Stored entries
--- START ---
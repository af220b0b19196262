use alloc::string::String;

/// Implements [`Typed`](crate::class::Typed) as a primitive for types
/// that are [`FromStr`](core::str::FromStr) and [`Display`](core::fmt::Display).
///
/// Primitive types are written as attribute values or element text.
///
/// # Examples
///
/// ```
/// use core::fmt;
/// use core::str::FromStr;
///
/// use vc_bind::class::Typed;
/// use vc_bind::impl_primitive;
///
/// #[derive(Debug, PartialEq)]
/// struct Rgb(u8, u8, u8);
///
/// impl FromStr for Rgb {
///     type Err = String;
///     fn from_str(s: &str) -> Result<Self, String> {
///         let parts: Vec<u8> = s.split(',').filter_map(|p| p.parse().ok()).collect();
///         match parts[..] {
///             [r, g, b] => Ok(Rgb(r, g, b)),
///             _ => Err(format!("bad color '{s}'")),
///         }
///     }
/// }
///
/// impl fmt::Display for Rgb {
///     fn fmt(&self, f: &mut fmt::Formatter<'_>) -> fmt::Result {
///         write!(f, "{},{},{}", self.0, self.1, self.2)
///     }
/// }
///
/// impl_primitive!(Rgb);
///
/// let info = Rgb::class().as_primitive().unwrap();
/// let value = info.read("1,2,3").unwrap();
/// assert_eq!(value.downcast_ref::<Rgb>(), Some(&Rgb(1, 2, 3)));
/// ```
#[macro_export]
macro_rules! impl_primitive {
    ($($ty:ident),+ $(,)?) => {
        $(
            impl $crate::class::Typed for $ty {
                fn class() -> &'static $crate::class::Class {
                    static CELL: $crate::class::NonGenericClassCell =
                        $crate::class::NonGenericClassCell::new();
                    CELL.get_or_init(|| {
                        $crate::class::Class::Primitive($crate::class::PrimitiveInfo::parsed::<Self>(
                            $crate::class::Type::of::<Self>(
                                ::core::concat!(::core::module_path!(), "::", ::core::stringify!($ty)),
                                ::core::stringify!($ty),
                            ),
                        ))
                    })
                }
            }
        )+
    };
}

macro_rules! impl_std_primitive {
    ($($ty:ident),+ $(,)?) => {
        $(
            impl crate::class::Typed for $ty {
                fn class() -> &'static crate::class::Class {
                    static CELL: crate::class::NonGenericClassCell =
                        crate::class::NonGenericClassCell::new();
                    CELL.get_or_init(|| {
                        crate::class::Class::Primitive(crate::class::PrimitiveInfo::parsed::<Self>(
                            crate::class::Type::of::<Self>(
                                ::core::stringify!($ty),
                                ::core::stringify!($ty),
                            ),
                        ))
                    })
                }
            }
        )+
    };
}

impl_std_primitive!(
    bool, char, i8, i16, i32, i64, i128, isize, u8, u16, u32, u64, u128, usize, f32, f64, String,
);

#[cfg(test)]
mod tests {
    use crate::class::Typed;

    #[test]
    fn primitive_text() {
        let info = bool::class().as_primitive().unwrap();
        assert_eq!(info.read("true").unwrap().take::<bool>().unwrap(), true);
        assert!(info.read("yes").is_err());

        let info = f64::class().as_primitive().unwrap();
        let value = info.read("1.5").unwrap();
        assert_eq!(info.write(&*value).as_deref(), Some("1.5"));
        assert_eq!(info.write(&1_u8), None);
    }

    #[test]
    fn primitive_names() {
        assert_eq!(String::class().ty().path(), "String");
        assert_eq!(String::class().root_name(), "string");
        assert_eq!(u8::class().root_name(), "u8");
    }
}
--- END ---
### [What needs to be done]
Copy out the entries exactly. Begin at the first line and end with the line that has "impl $crate::class::Typed for".

### [Result of this task]
repository af220b0b19196262
use alloc::string::String;

/// Implements [`Typed`](crate::class::Typed) as a primitive for types
/// that are [`FromStr`](core::str::FromStr) and [`Display`](core::fmt::Display).
///
/// Primitive types are written as attribute values or element text.
///
/// # Examples
///
/// ```
/// use core::fmt;
/// use core::str::FromStr;
///
/// use vc_bind::class::Typed;
/// use vc_bind::impl_primitive;
///
/// #[derive(Debug, PartialEq)]
/// struct Rgb(u8, u8, u8);
///
/// impl FromStr for Rgb {
///     type Err = String;
///     fn from_str(s: &str) -> Result<Self, String> {
///         let parts: Vec<u8> = s.split(',').filter_map(|p| p.parse().ok()).collect();
///         match parts[..] {
///             [r, g, b] => Ok(Rgb(r, g, b)),
///             _ => Err(format!("bad color '{s}'")),
///         }
///     }
/// }
///
/// impl fmt::Display for Rgb {
///     fn fmt(&self, f: &mut fmt::Formatter<'_>) -> fmt::Result {
///         write!(f, "{},{},{}", self.0, self.1, self.2)
///     }
/// }
///
/// impl_primitive!(Rgb);
///
/// let info = Rgb::class().as_primitive().unwrap();
/// let value = info.read("1,2,3").unwrap();
/// assert_eq!(value.downcast_ref::<Rgb>(), Some(&Rgb(1, 2, 3)));
/// ```
#[macro_export]
macro_rules! impl_primitive {
    ($($ty:ident),+ $(,)?) => {
        $(
            impl $crate::class::Typed for $ty {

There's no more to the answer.